= EXERCISE =
Copy verbatim the block of lines in the entries below whose first line contains "stream truncated at" and whose last line contains "exceeds the decompression". Leave out all other lines.

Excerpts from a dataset
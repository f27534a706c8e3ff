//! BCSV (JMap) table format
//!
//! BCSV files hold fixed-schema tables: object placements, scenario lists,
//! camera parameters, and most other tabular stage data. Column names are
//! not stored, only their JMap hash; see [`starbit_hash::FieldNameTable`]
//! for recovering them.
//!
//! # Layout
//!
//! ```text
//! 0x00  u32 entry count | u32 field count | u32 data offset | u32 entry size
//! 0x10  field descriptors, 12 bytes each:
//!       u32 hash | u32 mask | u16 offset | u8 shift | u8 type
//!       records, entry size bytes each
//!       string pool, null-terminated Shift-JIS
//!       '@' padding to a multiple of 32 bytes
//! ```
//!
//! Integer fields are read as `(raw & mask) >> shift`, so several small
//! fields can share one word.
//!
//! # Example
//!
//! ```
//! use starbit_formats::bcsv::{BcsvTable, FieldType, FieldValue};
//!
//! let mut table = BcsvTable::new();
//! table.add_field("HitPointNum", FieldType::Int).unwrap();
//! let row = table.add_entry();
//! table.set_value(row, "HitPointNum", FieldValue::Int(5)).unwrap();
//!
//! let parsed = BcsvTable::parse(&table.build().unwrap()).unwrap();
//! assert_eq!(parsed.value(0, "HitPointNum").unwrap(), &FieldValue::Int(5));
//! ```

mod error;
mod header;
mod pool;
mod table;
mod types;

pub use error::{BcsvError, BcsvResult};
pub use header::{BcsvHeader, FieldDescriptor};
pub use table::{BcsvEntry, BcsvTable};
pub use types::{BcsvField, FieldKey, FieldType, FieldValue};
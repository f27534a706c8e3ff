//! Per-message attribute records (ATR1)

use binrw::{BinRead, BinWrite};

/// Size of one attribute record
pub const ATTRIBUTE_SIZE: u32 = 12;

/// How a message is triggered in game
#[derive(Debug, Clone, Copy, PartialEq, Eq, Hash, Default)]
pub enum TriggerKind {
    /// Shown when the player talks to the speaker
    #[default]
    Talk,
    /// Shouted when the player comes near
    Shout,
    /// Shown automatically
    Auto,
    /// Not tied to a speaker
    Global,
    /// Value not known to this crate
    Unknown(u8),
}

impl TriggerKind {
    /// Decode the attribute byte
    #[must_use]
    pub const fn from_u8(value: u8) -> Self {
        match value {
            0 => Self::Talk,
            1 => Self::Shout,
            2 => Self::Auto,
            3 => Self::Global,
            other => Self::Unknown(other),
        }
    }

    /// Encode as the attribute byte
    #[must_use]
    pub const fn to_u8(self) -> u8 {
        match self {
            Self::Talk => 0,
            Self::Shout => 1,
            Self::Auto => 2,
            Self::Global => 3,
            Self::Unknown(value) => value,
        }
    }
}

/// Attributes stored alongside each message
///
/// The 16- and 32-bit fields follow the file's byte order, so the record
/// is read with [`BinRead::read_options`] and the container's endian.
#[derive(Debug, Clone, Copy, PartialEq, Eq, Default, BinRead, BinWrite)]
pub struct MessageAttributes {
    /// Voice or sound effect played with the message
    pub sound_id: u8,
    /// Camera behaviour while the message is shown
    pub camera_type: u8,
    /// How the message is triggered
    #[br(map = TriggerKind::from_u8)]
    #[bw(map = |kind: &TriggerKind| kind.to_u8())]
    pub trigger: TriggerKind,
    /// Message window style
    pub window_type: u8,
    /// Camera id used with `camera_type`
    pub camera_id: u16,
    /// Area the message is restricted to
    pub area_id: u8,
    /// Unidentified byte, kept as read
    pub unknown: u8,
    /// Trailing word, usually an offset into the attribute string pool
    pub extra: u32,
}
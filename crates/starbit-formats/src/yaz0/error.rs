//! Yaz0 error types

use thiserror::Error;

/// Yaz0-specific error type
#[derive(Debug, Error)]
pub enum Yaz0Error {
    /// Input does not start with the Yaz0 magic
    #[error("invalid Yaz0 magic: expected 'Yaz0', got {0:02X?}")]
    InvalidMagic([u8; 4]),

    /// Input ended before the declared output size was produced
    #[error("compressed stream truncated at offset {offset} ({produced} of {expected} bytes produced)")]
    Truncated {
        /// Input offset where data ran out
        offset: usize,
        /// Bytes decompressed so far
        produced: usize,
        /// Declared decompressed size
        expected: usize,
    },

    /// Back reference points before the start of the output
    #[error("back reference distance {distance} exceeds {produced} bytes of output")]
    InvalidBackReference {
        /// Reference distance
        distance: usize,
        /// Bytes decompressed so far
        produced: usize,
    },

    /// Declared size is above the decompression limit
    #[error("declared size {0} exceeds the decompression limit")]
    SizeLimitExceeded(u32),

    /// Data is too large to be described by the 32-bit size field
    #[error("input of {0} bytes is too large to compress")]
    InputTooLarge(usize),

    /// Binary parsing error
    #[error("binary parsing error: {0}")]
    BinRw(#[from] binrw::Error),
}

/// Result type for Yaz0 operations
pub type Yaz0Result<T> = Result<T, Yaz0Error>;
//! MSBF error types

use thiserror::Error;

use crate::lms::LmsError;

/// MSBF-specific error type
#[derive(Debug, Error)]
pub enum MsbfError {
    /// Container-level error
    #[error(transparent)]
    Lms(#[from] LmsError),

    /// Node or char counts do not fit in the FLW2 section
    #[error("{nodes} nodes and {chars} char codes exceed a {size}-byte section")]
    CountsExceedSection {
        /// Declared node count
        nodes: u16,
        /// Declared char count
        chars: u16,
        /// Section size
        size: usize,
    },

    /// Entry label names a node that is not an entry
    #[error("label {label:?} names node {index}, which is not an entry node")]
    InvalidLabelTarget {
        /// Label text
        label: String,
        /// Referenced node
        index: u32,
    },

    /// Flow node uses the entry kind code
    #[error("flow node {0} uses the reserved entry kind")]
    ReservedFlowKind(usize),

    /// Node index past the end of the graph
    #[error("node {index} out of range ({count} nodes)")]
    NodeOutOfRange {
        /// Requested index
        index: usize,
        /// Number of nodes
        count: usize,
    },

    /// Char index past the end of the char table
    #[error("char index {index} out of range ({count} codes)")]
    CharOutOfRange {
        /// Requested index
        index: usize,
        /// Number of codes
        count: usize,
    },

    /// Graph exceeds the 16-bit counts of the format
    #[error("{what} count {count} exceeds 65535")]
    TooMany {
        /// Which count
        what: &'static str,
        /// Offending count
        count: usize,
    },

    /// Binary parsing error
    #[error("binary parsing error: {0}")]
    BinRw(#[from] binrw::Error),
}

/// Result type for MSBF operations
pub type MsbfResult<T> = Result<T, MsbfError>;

= RESULT OF THE EXERCISE =
    #[error("compressed stream truncated at offset {offset} ({produced} of {expected} bytes produced)")]
    Truncated {
        /// Input offset where data ran out
        offset: usize,
        /// Bytes decompressed so far
        produced: usize,
        /// Declared decompressed size
        expected: usize,
    },

    /// Back reference points before the start of the output
    #[error("back reference distance {distance} exceeds {produced} bytes of output")]
    InvalidBackReference {
        /// Reference distance
        distance: usize,
        /// Bytes decompressed so far
        produced: usize,
    },

    /// Declared size is above the decompression limit
    #[error("declared size {0} exceeds the decompression limit")]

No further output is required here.